[SLUG] Sound, a bit of progress 2

Paul Teasdale pdt at rcsuk.demon.co.uk
Thu Apr 27 13:20:10 BST 2006


On Wed, April 26, 2006 10:19, Stephen O'Neill wrote:
> Mike Bennett wrote:
>>
>> Hmm, I was under the impression that for onboard NICs, Windows picked
>> them up automagically. It certainly has with the last several machines
>> I can remember setting up.
>
> My machine uses the nforce 2 chipset and is a nearly 3 years old. My
> onboard NIC isn't picked up automagically... but then 3 years is old in
> this game!
>
Sorry about the late reply. Had a lovely trip out to sunny Slough to a
client with no desktop internet access (and the hotel was 20 pence per
minute for Internet access) so I've been offline for a few days.

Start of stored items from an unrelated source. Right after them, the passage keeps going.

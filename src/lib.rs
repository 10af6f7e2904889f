//! # Robotics Gallery Crawler
//!
//! Collects robotics deployment content (videos, articles, images, social
//! posts) from external sources, classifies every candidate against a fixed
//! robotics taxonomy with a language model, and stores the relevant ones as
//! pending gallery records for human moderation.
//!
//! ## Architecture
//!
//! ```text
//! ┌──────────────┐   ┌──────────────────────────┐   ┌──────────┐
//! │   Adapters   │──▶│         Pipeline         │──▶│  SQLite  │
//! │ YouTube/RSS  │   │ dedup → classify → gate  │   │ gallery  │
//! │ Search/Social│   │   → merge → persist      │   │  + runs  │
//! └──────┬───────┘   └────────────┬─────────────┘   └────┬─────┘
//!        │                        │                      │
//!        ▼                        ▼                      ▼
//!  ┌────────────┐          ┌────────────┐         ┌────────────┐
//!  │ raw archive│          │   Gemini   │         │ moderation │
//!  │  (JSONL)   │          │ classifier │         │  commands  │
//!  └────────────┘          └────────────┘         └────────────┘
//! ```
//!
//! The data model, taxonomy, classifier contract and store trait live in the
//! dependency-light `gallery-core` crate; this crate supplies the concrete
//! adapters, the Gemini client, the SQLite store and the `gallery` CLI.
//!
//! ## Quick Start
//!
//! ```bash
//! gallery init                          # create database
//! gallery sources                       # check keys and targets
//! gallery crawl --sources youtube,news  # crawl and classify
//! gallery pending                       # review the queue
//! gallery moderate <id> --status approved
//! ```
//!
//! ## Modules
//!
//! | Module | Purpose |
//! |--------|---------|
//! | [`config`] | TOML configuration and environment credentials |
//! | [`traits`] | `SourceAdapter` trait and adapter registry |
//! | [`connector_youtube`] | YouTube Data API v3 adapter |
//! | [`connector_news`] | RSS/Atom feed adapter |
//! | [`connector_google`] | Google Custom Search adapters |
//! | [`connector_serpapi`] | SerpAPI search adapters |
//! | [`connector_social`] | Social posts via SerpAPI `site:` search |
//! | [`http`] | Shared HTTP client helpers |
//! | [`pacing`] | Request pacing and quota budgets |
//! | [`archive`] | Raw search response archive |
//! | [`llm`] | Gemini language model client |
//! | [`ingest`] | Ingestion pipeline |
//! | [`run`] | Crawler run tracking |
//! | [`reprocess`] | Re-ingest archived responses |
//! | [`reclassify`] | Batch reclassification |
//! | [`moderation`] | Pending queue, moderation, run history |
//! | [`stats`] | Catalog statistics |
//! | [`sources`] | Adapter readiness listing |
//! | [`progress`] | Crawl progress on stderr |
//! | [`db`] | Database connection |
//! | [`migrate`] | Schema migrations |
//! | [`sqlite_store`] | SQLite `GalleryStore` |

pub mod archive;
pub mod config;
pub mod connector_google;
pub mod connector_news;
pub mod connector_serpapi;
pub mod connector_social;
pub mod connector_youtube;
pub mod db;
pub mod http;
pub mod ingest;
pub mod llm;
pub mod migrate;
pub mod moderation;
pub mod pacing;
pub mod progress;
pub mod reclassify;
pub mod reprocess;
pub mod run;
pub mod sources;
pub mod sqlite_store;
pub mod stats;
pub mod traits;
//! `ordo-algo` — classic sort and search routines over integer sequences.
//!
//! This crate is `#![no_std]` and dependency-free. It provides:
//! - in-place ascending sorts over `&mut [i64]`: bubble, insertion, shell, heap
//! - index lookups over `&[i64]`: sequential, jump, fibonacci
//!
//! Every routine is a synchronous, re-entrant free function with no shared
//! state. The sorts reorder their input slice to non-decreasing order and
//! cannot fail; the searches return `Some(index)` of an occurrence of the
//! target or `None`. Jump and Fibonacci search require the input to already
//! be sorted non-decreasing; that precondition is the caller's and is not
//! checked (see the individual function docs).

#![no_std]

pub mod search;
pub mod sort;

pub use search::{fibonacci_search, jump_search, sequential_search};
pub use sort::{bubble_sort, heap_sort, insertion_sort, shell_sort};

Steve you are of course correct. Likewise one of my motherboards (a
Gigabyte with NForce4 chipset) has two ethernet ports, one NForce4 chipset
and one Marvell chipset, both of which needs drivers to work correctly
under Windows XP; they are not autmagically detected. The office has a
shed-load of Dells with Intel ethernet chipsets all of which needs drivers
installing before they will work. It cannot always be guaranteed that
Windows will automagically detect ethernet cards (or any hardware come to
that) especially if it is newer than the operating system (or unusual in
some respect).

John, before you uninstall Windows take a look in device manager
(Right-click My Computer, select Manage, now select the Device Manager
node). You will most likely see some hardware descriptions with a yellow
exclamation at the side of them. This is hardware that Windows has spotted
but is not working correctly because the appropriate drivers are not
installed. Look for something that says Audio Device (or similar; may be
Multimedia Controller). If this exists then Windows has spotted your
soundcard and I would bet you a tenner that installing the correct driver
will make it work. While you're there look for something like Ethernet
Controller. If you see that then this will be your ethernet card that
Windows has spotted. Install the drivers and that will work too. Likewise
Communications Controller is usually a modem and so on. I should point out
that it usually doesn't give you the exact names of the hardware because
although it has spotted them it doesn't truly know what they are until the
drivers are installed so don't expect to see something like NForce4
Multimedia Audio Device.

In my experience it's always easy to say the hardware is faulty but in 99%
of cases it usually isn't. Drivers and/or configurations issues are always
a more likely the cause of the problem. That said you (Lucy) may have just
been unlucky and the hardware is genuinely faulty.

Good luck!

Regards,
Paul.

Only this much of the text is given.